** DATA SHOWN follows **

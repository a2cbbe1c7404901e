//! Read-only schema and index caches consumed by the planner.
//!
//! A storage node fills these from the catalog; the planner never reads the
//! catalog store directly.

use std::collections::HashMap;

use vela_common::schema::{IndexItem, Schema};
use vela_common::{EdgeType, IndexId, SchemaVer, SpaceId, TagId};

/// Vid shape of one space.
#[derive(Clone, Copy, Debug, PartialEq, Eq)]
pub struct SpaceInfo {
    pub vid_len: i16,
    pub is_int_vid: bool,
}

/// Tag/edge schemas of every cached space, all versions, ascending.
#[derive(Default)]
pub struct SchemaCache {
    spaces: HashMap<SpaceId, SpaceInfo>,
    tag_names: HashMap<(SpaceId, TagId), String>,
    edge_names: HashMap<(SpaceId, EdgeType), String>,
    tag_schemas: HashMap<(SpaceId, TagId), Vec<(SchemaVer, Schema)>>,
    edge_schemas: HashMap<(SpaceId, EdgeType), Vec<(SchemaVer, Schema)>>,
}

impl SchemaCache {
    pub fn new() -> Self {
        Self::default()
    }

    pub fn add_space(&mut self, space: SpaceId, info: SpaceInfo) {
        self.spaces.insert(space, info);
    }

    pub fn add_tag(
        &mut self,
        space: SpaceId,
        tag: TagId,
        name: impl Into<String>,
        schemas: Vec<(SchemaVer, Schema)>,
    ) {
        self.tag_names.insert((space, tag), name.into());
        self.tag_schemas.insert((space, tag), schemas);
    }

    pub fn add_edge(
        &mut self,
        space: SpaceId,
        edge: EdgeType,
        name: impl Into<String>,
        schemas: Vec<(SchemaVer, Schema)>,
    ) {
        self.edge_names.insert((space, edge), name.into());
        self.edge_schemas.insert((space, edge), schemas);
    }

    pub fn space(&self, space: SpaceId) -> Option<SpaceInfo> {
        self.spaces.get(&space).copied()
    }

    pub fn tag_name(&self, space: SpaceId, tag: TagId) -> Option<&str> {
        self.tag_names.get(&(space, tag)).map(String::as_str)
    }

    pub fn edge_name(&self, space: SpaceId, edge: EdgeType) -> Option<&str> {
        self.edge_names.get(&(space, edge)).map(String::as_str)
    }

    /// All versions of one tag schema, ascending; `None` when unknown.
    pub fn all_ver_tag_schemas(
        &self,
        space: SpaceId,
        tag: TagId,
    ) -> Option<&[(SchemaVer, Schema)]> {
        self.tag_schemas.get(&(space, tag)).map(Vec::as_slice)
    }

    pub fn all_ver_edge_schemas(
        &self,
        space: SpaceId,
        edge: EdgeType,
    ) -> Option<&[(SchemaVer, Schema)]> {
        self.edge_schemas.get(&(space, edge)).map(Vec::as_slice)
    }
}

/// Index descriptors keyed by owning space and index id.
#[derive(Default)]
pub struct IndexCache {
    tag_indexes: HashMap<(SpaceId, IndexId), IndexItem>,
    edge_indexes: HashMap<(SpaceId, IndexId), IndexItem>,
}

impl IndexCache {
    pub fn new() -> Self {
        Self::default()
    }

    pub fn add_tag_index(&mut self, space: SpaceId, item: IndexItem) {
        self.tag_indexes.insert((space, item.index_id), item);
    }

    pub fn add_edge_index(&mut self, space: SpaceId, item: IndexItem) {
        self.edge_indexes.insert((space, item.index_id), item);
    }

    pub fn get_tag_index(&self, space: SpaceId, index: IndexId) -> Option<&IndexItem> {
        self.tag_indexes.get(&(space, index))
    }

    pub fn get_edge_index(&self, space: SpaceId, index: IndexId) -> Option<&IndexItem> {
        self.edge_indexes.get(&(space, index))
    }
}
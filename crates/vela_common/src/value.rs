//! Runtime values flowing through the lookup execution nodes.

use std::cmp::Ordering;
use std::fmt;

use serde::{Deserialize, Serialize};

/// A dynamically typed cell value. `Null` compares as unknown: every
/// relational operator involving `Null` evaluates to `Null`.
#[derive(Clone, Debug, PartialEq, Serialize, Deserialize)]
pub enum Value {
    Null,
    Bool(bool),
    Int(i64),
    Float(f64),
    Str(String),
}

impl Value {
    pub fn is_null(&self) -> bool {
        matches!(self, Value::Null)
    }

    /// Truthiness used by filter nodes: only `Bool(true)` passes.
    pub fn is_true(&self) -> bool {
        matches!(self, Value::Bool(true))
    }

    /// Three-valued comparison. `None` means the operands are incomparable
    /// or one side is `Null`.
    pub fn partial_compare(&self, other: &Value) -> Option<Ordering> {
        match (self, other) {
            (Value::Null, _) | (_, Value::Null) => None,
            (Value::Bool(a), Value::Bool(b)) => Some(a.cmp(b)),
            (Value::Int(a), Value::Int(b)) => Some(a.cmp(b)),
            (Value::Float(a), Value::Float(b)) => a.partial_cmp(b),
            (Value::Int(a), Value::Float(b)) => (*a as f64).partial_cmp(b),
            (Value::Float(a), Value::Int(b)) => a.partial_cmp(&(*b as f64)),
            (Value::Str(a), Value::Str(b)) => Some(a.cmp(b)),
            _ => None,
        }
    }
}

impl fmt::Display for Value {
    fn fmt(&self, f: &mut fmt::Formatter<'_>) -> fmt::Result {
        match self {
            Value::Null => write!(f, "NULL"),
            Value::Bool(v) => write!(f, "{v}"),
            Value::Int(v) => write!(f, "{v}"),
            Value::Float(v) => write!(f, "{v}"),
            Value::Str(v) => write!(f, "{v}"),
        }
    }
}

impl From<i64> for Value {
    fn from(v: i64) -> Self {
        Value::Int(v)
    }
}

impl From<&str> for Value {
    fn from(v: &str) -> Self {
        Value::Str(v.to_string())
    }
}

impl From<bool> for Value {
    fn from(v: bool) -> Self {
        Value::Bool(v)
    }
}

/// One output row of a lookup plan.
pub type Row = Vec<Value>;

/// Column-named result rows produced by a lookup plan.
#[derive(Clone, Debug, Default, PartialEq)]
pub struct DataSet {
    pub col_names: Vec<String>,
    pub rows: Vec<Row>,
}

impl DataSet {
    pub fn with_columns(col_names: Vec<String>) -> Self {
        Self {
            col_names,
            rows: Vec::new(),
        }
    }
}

** End of DATA SHOWN **

[WHAT THE EXERCISE ASKS] Scan the records above for the string "unknown", then copy each line where it turns up.

[PROBLEM SOLUTION]
    /// All versions of one tag schema, ascending; `None` when unknown.
/// A dynamically typed cell value. `Null` compares as unknown: every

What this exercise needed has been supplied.